Stored data
____

use indexmap::IndexMap;
use prettytable::Table as PtTable;
use serde::{Deserialize, Serialize};

use crate::automaton::{Automaton, StateId};
use crate::grammar::{Grammar, END};
use crate::sets::{FollowSets, SetSymbol};
use crate::{Error, Result};

mod action;

pub use action::{Action, ReduceEntry};

/// The synthesized ACTION/GOTO tables plus the reduce dictionary.
///
/// Built once from an automaton and the FOLLOW sets, then read-only;
/// the type is serializable so callers can persist it and skip the
/// rebuild.
#[derive(Debug, Clone, PartialEq, Serialize, Deserialize)]
pub struct ParsingTable {
    /// ACTION row per state: terminal -> shift/reduce/accept.
    actions: Vec<IndexMap<String, Action>>,
    /// GOTO row per state: nonterminal -> successor state.
    gotos: Vec<IndexMap<String, StateId>>,
    /// "R1", "R2", … in allocation order.
    reduces: IndexMap<String, ReduceEntry>,
    /// Column orders for rendering.
    terminals: Vec<String>,
    nonterminals: Vec<String>,
}

impl ParsingTable {
    /// Merges automaton transitions and FOLLOW sets into the tables.
    ///
    /// Pass 1 projects every transition: terminals become shifts,
    /// nonterminals become gotos. Pass 2 carves out the accept state
    /// (the accepting state holding `S' -> S .`), then numbers the
    /// remaining accepting states' complete items as reduce rules and
    /// spreads each over FOLLOW(head). Any cell claimed twice with
    /// different actions fails the build.
    pub fn build(grammar: &Grammar, automaton: &Automaton, follow: &FollowSets) -> Result<Self> {
        let mut table = Self {
            actions: vec![IndexMap::new(); automaton.len()],
            gotos: vec![IndexMap::new(); automaton.len()],
            reduces: IndexMap::new(),
            terminals: grammar
                .terminals()
                .map(str::to_string)
                .chain([END.to_string()])
                .collect(),
            nonterminals: grammar.nonterminals().map(str::to_string).collect(),
        };

        for (from, symbol, to) in automaton.transitions() {
            if grammar.is_terminal(symbol) {
                table.insert_action(from, symbol, Action::Shift(to))?;
            } else {
                table.gotos[from].insert(symbol.to_string(), to);
            }
        }

        let accept_item = crate::item::Item::new(vec![grammar.start().to_string()], 1);
        let accept_state = automaton
            .accepting()
            .iter()
            .copied()
            .find(|&id| {
                automaton
                    .state(id)
                    .is_some_and(|state| state.contains(&accept_item))
            })
            .ok_or_else(|| {
                Error::Grammar("no state accepts the augmented start production".into())
            })?;
        table.insert_action(accept_state, END, Action::Accept)?;

        let mut counter = 0;
        for &id in automaton.accepting() {
            if id == accept_state {
                continue;
            }
            let Some(state) = automaton.state(id) else {
                continue;
            };
            for item in state.items().filter(|item| item.is_complete()) {
                counter += 1;
                let name = format!("R{counter}");
                let head = grammar.head_of_body(item.symbols()).ok_or_else(|| {
                    Error::Grammar(format!(
                        "no production matches the reduced body {:?} in state {id}",
                        item.symbols().join(" ")
                    ))
                })?;
                table.reduces.insert(
                    name,
                    ReduceEntry {
                        state: id,
                        head: head.to_string(),
                        body: item.symbols().to_vec(),
                    },
                );
            }
        }

        let entries: Vec<(String, ReduceEntry)> = table
            .reduces
            .iter()
            .map(|(name, entry)| (name.clone(), entry.clone()))
            .collect();
        for (name, entry) in entries {
            for member in follow.get(&entry.head).into_iter().flatten() {
                let symbol = match member {
                    SetSymbol::Terminal(terminal) => terminal.as_str(),
                    SetSymbol::End => END,
                    _ => continue,
                };
                table.insert_action(entry.state, symbol, Action::Reduce(name.clone()))?;
            }
        }

        Ok(table)
    }

    fn insert_action(&mut self, state: StateId, symbol: &str, incoming: Action) -> Result<()> {
        match self.actions[state].get(symbol) {
            Some(existing) if *existing != incoming => Err(Error::Conflict {
                state,
                symbol: symbol.to_string(),
                existing: existing.clone(),
                incoming,
            }),
            Some(_) => Ok(()),
            None => {
                self.actions[state].insert(symbol.to_string(), incoming);
                Ok(())
            }
        }
    }

    pub fn action(&self, state: StateId, terminal: &str) -> Option<&Action> {
        self.actions.get(state)?.get(terminal)
    }

    pub fn goto(&self, state: StateId, nonterminal: &str) -> Option<StateId> {
        self.gotos.get(state)?.get(nonterminal).copied()
    }

    pub fn reduce_entry(&self, rule: &str) -> Option<&ReduceEntry> {
        self.reduces.get(rule)
    }

    pub fn reduces(&self) -> impl Iterator<Item = (&str, &ReduceEntry)> {
        self.reduces.iter().map(|(name, entry)| (name.as_str(), entry))
    }

    /// The terminals with a defined action in this state, in table order.
    pub fn expected_symbols(&self, state: StateId) -> Vec<String> {
        self.actions
            .get(state)
            .map(|row| row.keys().cloned().collect())
            .unwrap_or_default()
    }

    /// The number of states (rows) in the table.
    pub fn len(&self) -> usize {
        self.actions.len()
    }

    pub fn is_empty(&self) -> bool {
        self.actions.is_empty()
    }
}

impl std::fmt::Display for ParsingTable {
    fn fmt(&self, f: &mut std::fmt::Formatter<'_>) -> std::fmt::Result {
        let mut table = PtTable::new();

        table.add_row(
            ["#".to_string()]
                .into_iter()
                .chain(self.terminals.iter().cloned())
                .chain(self.nonterminals.iter().cloned())
                .collect(),
        );

        for state in 0..self.len() {
            table.add_row(
                [state.to_string()]
                    .into_iter()
                    .chain(self.terminals.iter().map(|terminal| {
                        self.actions[state]
                            .get(terminal)
                            .map(ToString::to_string)
                            .unwrap_or_default()
                    }))
                    .chain(self.nonterminals.iter().map(|nonterminal| {
                        self.gotos[state]
                            .get(nonterminal)
                            .map(ToString::to_string)
                            .unwrap_or_default()
                    }))
                    .collect(),
            );
        }

        write!(f, "{table}")?;

        for (name, entry) in &self.reduces {
            writeln!(f)?;
            write!(f, "{name}: {entry}")?;
        }

        Ok(())
    }
}

#[cfg(test)]
mod tests {
    use pretty_assertions::assert_eq;

    use super::*;
    use crate::augment::augment;
    use crate::automaton::AutomatonBuilder;
    use crate::fixtures::{sentence_grammar, sentence_table};
    use crate::grammar::Grammar;
    use crate::sets::{first_sets, follow_sets};

    #[test]
    fn every_transition_lands_in_a_table() {
        let grammar = sentence_grammar();
        let augmented = augment(&grammar);
        let automaton = AutomatonBuilder::new(&augmented).build().unwrap();
        let follow = follow_sets(&grammar, &first_sets(&grammar));
        let table = ParsingTable::build(&grammar, &automaton, &follow).unwrap();

        for (from, symbol, to) in automaton.transitions() {
            if grammar.is_terminal(symbol) {
                assert_eq!(table.action(from, symbol), Some(&Action::Shift(to)));
            } else {
                assert_eq!(table.goto(from, symbol), Some(to));
            }
        }
    }

    #[test]
    fn accept_cell_sits_on_the_end_marker() {
        let table = sentence_table();
        let accepts = (0..table.len())
            .filter(|&state| table.action(state, END) == Some(&Action::Accept))
            .count();
        assert_eq!(accepts, 1);
    }

    #[test]
    fn reduce_rules_are_numbered_sequentially() {
        let table = sentence_table();
        let names: Vec<&str> = table.reduces().map(|(name, _)| name).collect();
        assert_eq!(names, vec!["R1", "R2", "R3", "R4", "R5", "R6"]);

        for (_, entry) in table.reduces() {
            assert!(!entry.body.is_empty());
            assert!(sentence_grammar().is_nonterminal(&entry.head));
        }
    }

    #[test]
    fn shift_reduce_conflicts_fail_fast() {
        // E -> E + E | n is ambiguous: the state holding E -> E + E .
        // also shifts on "+", and FOLLOW(E) contains "+".
        let grammar = Grammar::builder()
            .nonterminal("E")
            .terminal("+")
            .terminal("n")
            .production("E", "E + E")
            .production("E", "n")
            .build()
            .unwrap();
        let augmented = augment(&grammar);
        let automaton = AutomatonBuilder::new(&augmented).build().unwrap();
        let follow = follow_sets(&grammar, &first_sets(&grammar));

        let result = ParsingTable::build(&grammar, &automaton, &follow);
        match result {
            Err(Error::Conflict {
                symbol,
                existing,
                incoming,
                ..
            }) => {
                assert_eq!(symbol, "+");
                assert!(matches!(existing, Action::Shift(_)));
                assert!(matches!(incoming, Action::Reduce(_)));
            }
            other => panic!("expected a conflict, got {other:?}"),
        }
    }

    #[test]
    fn serializes_and_reloads() {
        let table = sentence_table();
        let json = serde_json::to_string(&table).unwrap();
        let reloaded: ParsingTable = serde_json::from_str(&json).unwrap();
        assert_eq!(table, reloaded);
    }
}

____

TASK BRIEF
The expected answer is a copy of each line in the records that holds the word "nonterminals".

COMPLETED TASK
    nonterminals: Vec<String>,
    /// nonterminals become gotos. Pass 2 carves out the accept state
            nonterminals: grammar.nonterminals().map(str::to_string).collect(),
                .chain(self.nonterminals.iter().cloned())
                    .chain(self.nonterminals.iter().map(|nonterminal| {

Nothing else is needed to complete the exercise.